---------- Input for this task ----------
impl ParamDecl {
    pub fn new(name: Atom, ty: TypeId) -> Self {
        Self {
            name,
            ty,
            ref_kind: RefKind::Value,
            is_variadic: false,
            has_default: false,
        }
    }

    pub fn by_ref(mut self, ref_kind: RefKind) -> Self {
        self.ref_kind = ref_kind;
        self
    }

    pub fn variadic(mut self) -> Self {
        self.is_variadic = true;
        self
    }

    pub fn optional(mut self) -> Self {
        self.has_default = true;
        self
    }
}

#[derive(Clone, Debug, PartialEq, Eq)]
pub struct TypeParamDecl {
    pub name: Atom,
    /// Types every argument must convert to. May mention the declaration's
    /// own type parameters (`T : IComparable<T>`).
    pub constraints: Vec<TypeId>,
}

// =============================================================================
// Declaration
// =============================================================================

#[derive(Clone, Debug)]
pub struct Declaration {
    pub name: Atom,
    pub kind: DeclKind,
    pub modifiers: Modifiers,
    pub origin: DeclOrigin,
    /// Enclosing declaration; `None` for the global namespace.
    pub parent: Option<DeclId>,
    pub type_params: Vec<TypeParamDecl>,
    pub params: Vec<ParamDecl>,
    /// Variable type for fields/properties/locals/parameters, return type
    /// for methods/operators/indexers/delegates. `None` for implicitly typed
    /// locals and for declarations without a type.
    pub ty: Option<TypeId>,
    /// Declared base class and interfaces, in declaration order.
    pub base_types: Vec<TypeId>,
    /// Namespaces imported into this namespace (`using` directives).
    pub imports: Vec<DeclId>,
    members: IndexMap<Atom, SmallVec<[DeclId; 2]>>,
}

impl Declaration {
    pub fn new(name: Atom, kind: DeclKind) -> Self {
        Self {
            name,
            kind,
            modifiers: Modifiers::empty(),
            origin: DeclOrigin::Source,
            parent: None,
            type_params: Vec::new(),
            params: Vec::new(),
            ty: None,
            base_types: Vec::new(),
            imports: Vec::new(),
            members: IndexMap::new(),
        }
    }

    pub fn has_parameters(&self) -> bool {
        self.kind.has_parameters()
    }

    /// Whether the declaration is reached without an instance.
    ///
    /// Nested types, namespaces, constants and enum members are implicitly
    /// static; locals and parameters are neither and report `false`.
    pub fn is_static(&self) -> bool {
        self.modifiers.contains(Modifiers::STATIC)
            || self.modifiers.contains(Modifiers::CONST)
            || self.kind.is_type()
            || matches!(
                self.kind,
                DeclKind::Namespace | DeclKind::EnumMember | DeclKind::Operator
            )
    }

    /// Members that require an instance.
    pub fn is_instance_member(&self) -> bool {
        matches!(
            self.kind,
            DeclKind::Method | DeclKind::Property | DeclKind::Indexer | DeclKind::Field
        ) && !self.is_static()
    }

    pub fn generic_arity(&self) -> usize {
        self.type_params.len()
    }

    pub fn is_operator(&self) -> bool {
        self.kind == DeclKind::Operator
    }

    pub fn is_metadata(&self) -> bool {
        matches!(self.origin, DeclOrigin::Metadata { .. })
    }

    pub fn variadic_param(&self) -> Option<&ParamDecl> {
        self.params.last().filter(|p| p.is_variadic)
    }

    /// Number of parameters that must be supplied.
    pub fn required_param_count(&self) -> usize {
        self.params
            .iter()
            .filter(|p| !p.has_default && !p.is_variadic)
            .count()
    }

    pub fn members_named(&self, name: Atom) -> &[DeclId] {
        self.members.get(&name).map(|m| m.as_slice()).unwrap_or(&[])
    }

    pub fn all_members(&self) -> impl Iterator<Item = DeclId> + '_ {
        self.members.values().flat_map(|m| m.iter().copied())
    }
}

/// Fluent construction of a `Declaration`.
///
/// ```
/// use cdom_common::Interner;
/// use cdom_types::{DeclBuilder, DeclKind, DeclarationStore, ParamDecl, TypeId};
///
/// let mut names = Interner::new();
/// let mut store = DeclarationStore::new();
/// let class = store.add(
///     DeclBuilder::new(names.intern("Program"), DeclKind::Class)
///         .parent(store.global())
///         .build(),
/// );
/// let f = store.add(
///     DeclBuilder::new(names.intern("f"), DeclKind::Method)
///         .parent(class)
///         .param(ParamDecl::new(names.intern("x"), TypeId::INT32))
///         .returns(TypeId::VOID)
///         .build(),
/// );
/// assert_eq!(store.declaring_type(f), Some(class));
/// ```
pub struct DeclBuilder {
    decl: Declaration,
}

impl DeclBuilder {
    pub fn new(name: Atom, kind: DeclKind) -> Self {
        Self {
            decl: Declaration::new(name, kind),
        }
    }

    pub fn parent(mut self, parent: DeclId) -> Self {
        self.decl.parent = Some(parent);
        self
    }

    pub fn modifiers(mut self, modifiers: Modifiers) -> Self {
        self.decl.modifiers |= modifiers;
        self
    }

    pub fn static_member(self) -> Self {
        self.modifiers(Modifiers::STATIC)
    }

    pub fn origin(mut self, origin: DeclOrigin) -> Self {
        self.decl.origin = origin;
        self
    }

    /// Variable type of a field/property/local/parameter.
    pub fn ty(mut self, ty: TypeId) -> Self {
        self.decl.ty = Some(ty);
        self
    }

    /// Return type of a method/operator/indexer/delegate.
    pub fn returns(self, ty: TypeId) -> Self {
        self.ty(ty)
    }

    pub fn param(mut self, param: ParamDecl) -> Self {
        self.decl.params.push(param);
        self
    }

    pub fn params(mut self, params: impl IntoIterator<Item = ParamDecl>) -> Self {
        self.decl.params.extend(params);
        self
    }

    pub fn type_param(mut self, name: Atom, constraints: Vec<TypeId>) -> Self {
        self.decl.type_params.push(TypeParamDecl { name, constraints });
        self
    }

    pub fn base(mut self, base: TypeId) -> Self {
        self.decl.base_types.push(base);
        self
    }

    pub fn import(mut self, namespace: DeclId) -> Self {
        self.decl.imports.push(namespace);
        self
    }

    pub fn build(self) -> Declaration {
        self.decl
    }
}

// =============================================================================
// DeclarationStore
// =============================================================================

/// Owner of every declaration, indexed by `DeclId`.
#[derive(Default)]
pub struct DeclarationStore {
    decls: Vec<Declaration>,
    global: Option<DeclId>,
}

impl DeclarationStore {
    /// Create a store whose first declaration is the unnamed global namespace.
    pub fn new() -> Self {
        let mut store = Self::default();
        let global = store.add(Declaration::new(Atom::NONE, DeclKind::Namespace));
        store.global = Some(global);
        store
    }

    pub fn global(&self) -> DeclId {
        self.global.unwrap_or(DeclId(0))
    }

    /// Register a declaration and link it into its parent's member table.
    pub fn add(&mut self, decl: Declaration) -> DeclId {
        let id = DeclId(self.decls.len() as u32);
        let name = decl.name;
        let parent = decl.parent;
        self.decls.push(decl);
        if let Some(parent) = parent
            && let Some(parent_decl) = self.decls.get_mut(parent.0 as usize)
        {
            parent_decl.members.entry(name).or_default().push(id);
        }
        id
    }

    /// The id the next `add` will return. Generic declarations need it to
    /// build their own type-parameter types before they are registered.
    pub fn next_id(&self) -> DeclId {
        DeclId(self.decls.len() as u32)
    }

    pub fn get(&self, id: DeclId) -> Option<&Declaration> {
        self.decls.get(id.0 as usize)
    }

    pub fn get_mut(&mut self, id: DeclId) -> Option<&mut Declaration> {
        self.decls.get_mut(id.0 as usize)
    }

    pub fn contains(&self, id: DeclId) -> bool {
        (id.0 as usize) < self.decls.len()
    }

    pub fn len(&self) -> usize {
        self.decls.len()
    }

    pub fn is_empty(&self) -> bool {
        self.decls.is_empty()
    }

    pub fn kind(&self, id: DeclId) -> Option<DeclKind> {
        self.get(id).map(|d| d.kind)
    }

    /// Nearest enclosing type of a declaration (not the declaration itself).
    pub fn declaring_type(&self, id: DeclId) -> Option<DeclId> {
        let mut current = self.get(id)?.parent;
        let mut steps = 0;
        while let Some(parent) = current {
            steps += 1;
            if steps > cdom_common::limits::MAX_SCOPE_WALK_ITERATIONS {
                return None;
            }
            let decl = self.get(parent)?;
            if decl.kind.is_type() {
                return Some(parent);
            }
            current = decl.parent;
        }
        None
    }

    /// Enclosing declarations from the immediate parent outwards.
    pub fn ancestors(&self, id: DeclId) -> Vec<DeclId> {
        let mut result = Vec::new();
        let mut current = self.get(id).and_then(|d| d.parent);
        while let Some(parent) = current {
            if result.len() as u32 >= cdom_common::limits::MAX_SCOPE_WALK_ITERATIONS {
                break;
            }
            result.push(parent);
            current = self.get(parent).and_then(|d| d.parent);
        }
        result
    }

    /// Constructors declared directly on a type.
    pub fn constructors_of(&self, type_decl: DeclId) -> Vec<DeclId> {
        let Some(decl) = self.get(type_decl) else {
            return Vec::new();
        };
        decl.all_members()
            .filter(|&m| self.kind(m) == Some(DeclKind::Constructor))
            .collect()
    }

    /// Indexers declared directly on a type.
    pub fn indexers_of(&self, type_decl: DeclId) -> Vec<DeclId> {
        let Some(decl) = self.get(type_decl) else {
            return Vec::new();
        };
        decl.all_members()
            .filter(|&m| self.kind(m) == Some(DeclKind::Indexer))
            .collect()
    }

    pub fn iter(&self) -> impl Iterator<Item = (DeclId, &Declaration)> {
        self.decls
            .iter()
            .enumerate()
            .map(|(i, d)| (DeclId(i as u32), d))
    }
}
----------
About this exercise: Using the records above, repeat exactly the lines from the first one through the line with "pub fn optional(mut".

Answer to this problem:
impl ParamDecl {
    pub fn new(name: Atom, ty: TypeId) -> Self {
        Self {
            name,
            ty,
            ref_kind: RefKind::Value,
            is_variadic: false,
            has_default: false,
        }
    }

    pub fn by_ref(mut self, ref_kind: RefKind) -> Self {
        self.ref_kind = ref_kind;
        self
    }

    pub fn variadic(mut self) -> Self {
        self.is_variadic = true;
        self
    }

    pub fn optional(mut self) -> Self {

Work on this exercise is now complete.